The Olympics are an event made for television in the way it catches viewers unaware and drags them into the middle of a sport they had previously not cared for. Tokyo’s postponement created a gaping chasm in telly schedules. Some have compensated — RTÉ 2 always have
Neighbours and Home And Away, others have not.
NBC’s Olympic operation has to be seen to be believed. They employ an army of thousands and have their own separate media area — in London, it came complete with a Starbucks and McDonalds. Not that we were envious of Starbucks, but it puts the hot meal we get served in the Croker press box on All-Ireland final day into perspective.
To fill the Olympic-sized hole, NBC have turned to Premier Lacrosse League, which is unlikely to yield the more than $1billion in advertising revenue they were expecting from Tokyo.
Given that 73% of the International Olympic Committee’s revenue is generated by broadcasting, and most of that money comes from NBC, one wonders what happens if the Games are still in doubt next summer.
It was one of the points Evanne Ní Chuilinn raised with Sarah Keane, the President of the Olympic Federation of Ireland (OFI), on Tokyo 2020: One Year To Go on RTÉ 1 last Thursday. Keane is a skilful operator, whose navigation of OFI through some fairly choppy waters had her down as a credible candidate to sort through the mess in the FAI.
Keane pointed out that broadcasting rights deals have been made for years in advance (NBC’s deal runs through to 2032), so it shouldn’t affect the finances of national federations. And she struck an optimistic note when asked if she believed if the games would go ahead next summer. Ní Chuilinn had her homework done, but most of the athletes and administrators were positive that there would be an Olympics in 2021, although positivity seems the default setting for some, like Ciara Mageean, fresh off becoming the first Irish woman to run under two minutes for 800m.

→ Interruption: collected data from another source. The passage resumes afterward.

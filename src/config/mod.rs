//! Application configuration module
//!
//! Configuration is read from environment variables with the
//! `DECISION_COPILOT` prefix, nested values separated by `__`. A `.env` file
//! in the working directory is loaded first when present.
//!
//! # Example
//!
//! ```no_run
//! use decision_copilot::config::AppConfig;
//!
//! let config = AppConfig::load().expect("Failed to load configuration");
//! config.validate().expect("Invalid configuration");
//! ```

mod database;
mod error;
mod logging;
mod store;

pub use database::DatabaseConfig;
pub use error::{ConfigError, ValidationError};
pub use logging::LoggingConfig;
pub use store::{StoreBackend, StoreConfig};

use serde::Deserialize;

/// Root application configuration
///
/// Every section has defaults, so an empty environment yields an in-memory
/// store with human-readable logs.
#[derive(Debug, Clone, Default, Deserialize)]
pub struct AppConfig {
    /// Store backend and change notification settings
    #[serde(default)]
    pub store: StoreConfig,

    /// PostgreSQL connection, required for the `postgres` backend
    #[serde(default)]
    pub database: Option<DatabaseConfig>,

    #[serde(default)]
    pub logging: LoggingConfig,
}

impl AppConfig {
    /// Load configuration from environment variables
    ///
    /// - `DECISION_COPILOT__STORE__BACKEND=postgres` -> `store.backend`
    /// - `DECISION_COPILOT__DATABASE__URL=...` -> `database.url`
    /// - `DECISION_COPILOT__LOGGING__JSON=true` -> `logging.json`
    ///
    /// # Errors
    ///
    /// Returns `ConfigError` if values cannot be parsed into expected types.
    pub fn load() -> Result<Self, ConfigError> {
        dotenvy::dotenv().ok();

        let config = config::Config::builder()
            .add_source(
                config::Environment::default()
                    .prefix("DECISION_COPILOT")
                    .separator("__"),
            )
            .build()?
            .try_deserialize()?;

        Ok(config)
    }

    /// Load and validate in one step.
    pub fn load_validated() -> Result<Self, ConfigError> {
        let config = Self::load()?;
        config.validate()?;
        Ok(config)
    }

    /// # Errors
    ///
    /// Returns `ValidationError` if any configuration value is invalid, or
    /// if the `postgres` backend is selected without a database section.
    pub fn validate(&self) -> Result<(), ValidationError> {
        self.store.validate()?;
        self.logging.validate()?;
        match (self.store.backend, &self.database) {
            (StoreBackend::Postgres, None) => {
                Err(ValidationError::MissingRequired("DATABASE__URL"))
            }
            (StoreBackend::Postgres, Some(database)) => database.validate(),
            (StoreBackend::Memory, _) => Ok(()),
        }
    }
}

There was a word of warning from Gearóid Reidy, an Offaly man who works as a journalist in Tokyo, who suggested that not all the locals are enamoured about the idea of thousands of people coming into the city if the coronavirus remains rampant.
As a piece of public service broadcasting, the show was worth while and if nothing else, it allowed RTÉ to show off the shiny studio that was supposed to be transmitting wall-to-wall Olympic coverage right about now. There was barely a downbeat note struck by any athlete.
Perhaps, the most telling contribution came from boxer Kellie Harrington, who won world championship gold in 2018, and would be one of the favourites for the podium in Tokyo. If the Olympics were cancelled, Harrington said that she would hang up her gloves, happy with what she had achieved in boxing.
It’s a sense of perspective, and even realism, that many other athletes might need between now and next summer, if a vaccine for Covid-19 should remain elusive.
Later that night, there was a real sign that the global business of sport was getting gingerly back on its feet. From its bio-secure bubble in Disneyworld, the NBA restarted its season and the scene before Utah Jazz and New Orelans Pelicans tipped off in the opening game was powerful.
Every player took a knee and linked arms, some raising a fist in the air, while John Baptiste played a stirring instrumental version of Star-Spangled Banner. Even if we had become somewhat inured to the gesture towards the end of the Premier League season, these images resonated. Former NBA star Stephen Jackson was a good friend of George Floyd, whose killing by police in Minneapolis sparked the wave of Black Lives Matter protests, and there’s no league so dependent on the black community for their superstars and where the players themselves are so active in the cause of social justice.
Across the four teams that played on Thursday night — LA Lakers met the Clippers later — the names on their jerseys were replaced by phrases related to social justice including ‘peace’, ‘equality’ and ‘listen to me’.It felt like that mattered more than what happened in the games, which were played in an environment so strange that the Lakers beat the Clippers and there was no sign of Jack Nicholson.
If the Lakers do go deep into the play-offs, they may need a cardboard cut-out of their most famous fan, just for things to feel more normal.